Jesse slumped somewhat. No glowing, no flashy visuals. "So it's like a regular book with a fancy way of keeping people who don't know what they're doing from reading things they shouldn't?"
"In a way," said Moira with a small, wry smile. "It also rearranges its pages and writing to suit what you're looking for, if you know what to look for. These books are updated regularly back at the research division, so each one of them is the latest volume of any number of series of tomes."
"So it's a fancy book that likes to play that it's just a normal old book, then," Jesse amended.
"It's a wonderful innovation out of the labs. Now all that's left is finding a way to rapidly print books without magic, so that everyone across Aster can get access to this knowledge, albeit without the convenience of their books rewriting themselves to include new developments as they arise," Moira mused.
She then laid the book down and tapped Johnathon on the shoulder to get his attention. Amazingly, or perhaps, exactly as should be expected, the representative had opened up to the codex's entry on the recovered pamphlets.
"There weren't any hexes placed on those booklets, thankfully for all who had to handle them, myself included," she explained, " but they are bewitching for what they describe. A group of mystics approached by a hermit. A messiah figure? He instructed them to study dragons so that they could create a being that exhibited all the best traits of dragonkind. Their work was extensive, and took many years to yield results. Surprisingly, they did not take live subjects to test on. On the contrary, the mystics actively freed captive dragons."
"They sound like a nice lot," Kenneth commented. "Is the part where it all goes bad next or do we have to wait a little more for that?"
"A smidgen of a wait," Moira replied, holding the tips of her index finger and her thumb only so far apart.
"Can you clarify what you mean by 'messiah'?" Jesse inquired.
Johnathon concurred. "I would like to know how deep this Frondfoot nest goes. Is there someone out there pushing for the creation of... creatures... still?"
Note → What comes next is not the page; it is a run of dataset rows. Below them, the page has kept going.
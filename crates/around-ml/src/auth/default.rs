//! Application default credentials.

use std::fmt;
use std::path::PathBuf;
use std::sync::Arc;

use reqwest::Client;

use super::{
    AccessToken, AuthorizedUserProvider, CredentialsFile, MetadataServerProvider,
    ServiceAccountProvider, TRACING_TARGET, TokenProvider,
};
use crate::error::Result;

/// Environment variable naming an explicit credentials file.
pub const CREDENTIALS_ENV: &str = "GOOGLE_APPLICATION_CREDENTIALS";

/// File name gcloud writes application default credentials to.
const WELL_KNOWN_FILE: &str = "application_default_credentials.json";

/// Where [`DefaultCredentials`] found its credentials.
#[derive(Debug, Clone, PartialEq, Eq)]
pub enum CredentialSource {
    /// File named by `GOOGLE_APPLICATION_CREDENTIALS`.
    EnvironmentFile(PathBuf),
    /// gcloud's well-known credentials file.
    WellKnownFile(PathBuf),
    /// Instance metadata server.
    MetadataServer,
}

impl fmt::Display for CredentialSource {
    fn fmt(&self, f: &mut fmt::Formatter<'_>) -> fmt::Result {
        match self {
            Self::EnvironmentFile(path) => write!(f, "{CREDENTIALS_ENV} ({})", path.display()),
            Self::WellKnownFile(path) => write!(f, "gcloud credentials ({})", path.display()),
            Self::MetadataServer => f.write_str("metadata server"),
        }
    }
}

impl CredentialSource {
    /// Resolves the credential source from environment lookups.
    ///
    /// Order: `GOOGLE_APPLICATION_CREDENTIALS`, then gcloud's well-known file
    /// if it exists, then the metadata server.
    async fn resolve(env: impl Fn(&str) -> Option<String>) -> Self {
        if let Some(path) = env(CREDENTIALS_ENV).filter(|path| !path.is_empty()) {
            return Self::EnvironmentFile(PathBuf::from(path));
        }

        if let Some(path) = well_known_file(&env)
            && tokio::fs::metadata(&path)
                .await
                .is_ok_and(|metadata| metadata.is_file())
        {
            return Self::WellKnownFile(path);
        }

        Self::MetadataServer
    }
}

fn well_known_file(env: &impl Fn(&str) -> Option<String>) -> Option<PathBuf> {
    let config_dir = match env("CLOUDSDK_CONFIG").filter(|dir| !dir.is_empty()) {
        Some(dir) => PathBuf::from(dir),
        None if cfg!(windows) => PathBuf::from(env("APPDATA")?).join("gcloud"),
        None => PathBuf::from(env("HOME")?).join(".config").join("gcloud"),
    };

    Some(config_dir.join(WELL_KNOWN_FILE))
}

/// Token provider picked from the process environment.
#[derive(Clone)]
pub struct DefaultCredentials {
    source: CredentialSource,
    provider: Arc<dyn TokenProvider>,
}

impl fmt::Debug for DefaultCredentials {
    fn fmt(&self, f: &mut fmt::Formatter<'_>) -> fmt::Result {
        f.debug_struct("DefaultCredentials")
            .field("source", &self.source)
            .finish_non_exhaustive()
    }
}

impl DefaultCredentials {
    /// Discovers credentials from the process environment.
    pub async fn discover() -> Result<Self> {
        Self::discover_with(Client::new()).await
    }

    /// Discovers credentials, sending token requests through `http`.
    pub async fn discover_with(http: Client) -> Result<Self> {
        let source = CredentialSource::resolve(|name| std::env::var(name).ok()).await;
        Self::from_source(source, http).await
    }

    /// Builds the provider for an already resolved source.
    pub async fn from_source(source: CredentialSource, http: Client) -> Result<Self> {
        let provider: Arc<dyn TokenProvider> = match &source {
            CredentialSource::EnvironmentFile(path) | CredentialSource::WellKnownFile(path) => {
                match CredentialsFile::from_path(path).await? {
                    CredentialsFile::AuthorizedUser(key) => {
                        Arc::new(AuthorizedUserProvider::with_http_client(key, http))
                    }
                    CredentialsFile::ServiceAccount(key) => {
                        Arc::new(ServiceAccountProvider::with_http_client(key, http)?)
                    }
                }
            }
            CredentialSource::MetadataServer => {
                Arc::new(MetadataServerProvider::from_env()?.with_http_client(http))
            }
        };

        tracing::info!(
            target: TRACING_TARGET,
            source = %source,
            "Using application default credentials"
        );

        Ok(Self { source, provider })
    }

    /// Returns where the credentials were found.
    pub fn source(&self) -> &CredentialSource {
        &self.source
    }
}

#[async_trait::async_trait]
impl TokenProvider for DefaultCredentials {
    async fn access_token(&self, scope: &str) -> Result<AccessToken> {
        self.provider.access_token(scope).await
    }
}

#[cfg(test)]
mod tests {
    use std::collections::HashMap;

    use super::*;

    fn lookup(vars: &[(&str, &str)]) -> impl Fn(&str) -> Option<String> {
        let vars: HashMap<String, String> = vars
            .iter()
            .map(|(k, v)| ((*k).to_owned(), (*v).to_owned()))
            .collect();
        move |name| vars.get(name).cloned()
    }

    #[tokio::test]
    async fn test_env_file_takes_precedence() {
        let source = CredentialSource::resolve(lookup(&[
            (CREDENTIALS_ENV, "/etc/ml/key.json"),
            ("HOME", "/home/ml"),
        ]))
        .await;
        assert_eq!(
            source,
            CredentialSource::EnvironmentFile(PathBuf::from("/etc/ml/key.json"))
        );
    }

    #[tokio::test]
    async fn test_well_known_file_from_cloudsdk_config() {
        let dir = tempfile::tempdir().unwrap();
        let path = dir.path().join(WELL_KNOWN_FILE);
        std::fs::write(&path, "{}").unwrap();

        let source =
            CredentialSource::resolve(lookup(&[("CLOUDSDK_CONFIG", dir.path().to_str().unwrap())]))
                .await;
        assert_eq!(source, CredentialSource::WellKnownFile(path));
    }

    #[tokio::test]
    async fn test_falls_back_to_metadata_server() {
        let dir = tempfile::tempdir().unwrap();
        let source =
            CredentialSource::resolve(lookup(&[("CLOUDSDK_CONFIG", dir.path().to_str().unwrap())]))
                .await;
        assert_eq!(source, CredentialSource::MetadataServer);

        let source = CredentialSource::resolve(lookup(&[])).await;
        assert_eq!(source, CredentialSource::MetadataServer);
    }

    #[tokio::test]
    async fn test_from_source_rejects_unknown_file_type() {
        let dir = tempfile::tempdir().unwrap();
        let path = dir.path().join("key.json");
        std::fs::write(&path, r#"{"type":"external_account"}"#).unwrap();

        let error =
            DefaultCredentials::from_source(CredentialSource::EnvironmentFile(path), Client::new())
                .await
                .unwrap_err();
        assert_eq!(error.kind(), crate::ErrorKind::AuthError);
    }

    #[tokio::test]
    async fn test_from_source_authorized_user() {
        let dir = tempfile::tempdir().unwrap();
        let path = dir.path().join("key.json");
        std::fs::write(
            &path,
            r#"{"type":"authorized_user","client_id":"id","client_secret":"s","refresh_token":"r"}"#,
        )
        .unwrap();

        let credentials = DefaultCredentials::from_source(
            CredentialSource::WellKnownFile(path.clone()),
            Client::new(),
        )
        .await
        .unwrap();
        assert_eq!(credentials.source(), &CredentialSource::WellKnownFile(path));
    }
}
Moira looked at the tome vacantly. "We can't honestly say. The booklets only refer to this individual as the 'Enlightener' and they don't go into much detail about him past the fact that he was male. Or they thought he was male at the very least. They don't specify why he wanted a dragon in the first place, but in pursuit of that goal, the mystics studied wild drakes, wyverns and ventured to remote places to find even the most exotic dragons. They collected discarded shells and membranes, and tokens from the Blood Dragon wars, all so that they could one day make a shrine for their 'Enlightener' and their future progeny. And then they drew up their plans to give their own souls to flesh born from magic..."
The sailor-turned-mage looked to Kenneth and said, "This is the part where it turns bad."
"Sounds like it," Kenneth agreed flatly. "Far cry from speculating about inspiration for dragon gods."
"And more in line with trying to make one," said Moira.
Jesse shook her head. "Always a genius move."
"At this point in time, the mystics became warlocks. They dabbled in forbidden magic, magic that influences the very nature of a soul. They were planning to stitch their very beings into that of their creation, to ascend into another state of life as its guardians as well as its life force. They called their work 'Chromatus'. Things must not have gone as according to plan... their superior hybrid turned out to be a hydra, each part a blend of all the dragons the warlocks had studied before. This is why all descriptions of Chromatus don't match any of the known dragon species. The warlocks must have thought it perfect, but in reality, Chromatus was just an imitation; what they thought dragons should be. Their minds were all twisted beyond comprehension to birth a creature like that."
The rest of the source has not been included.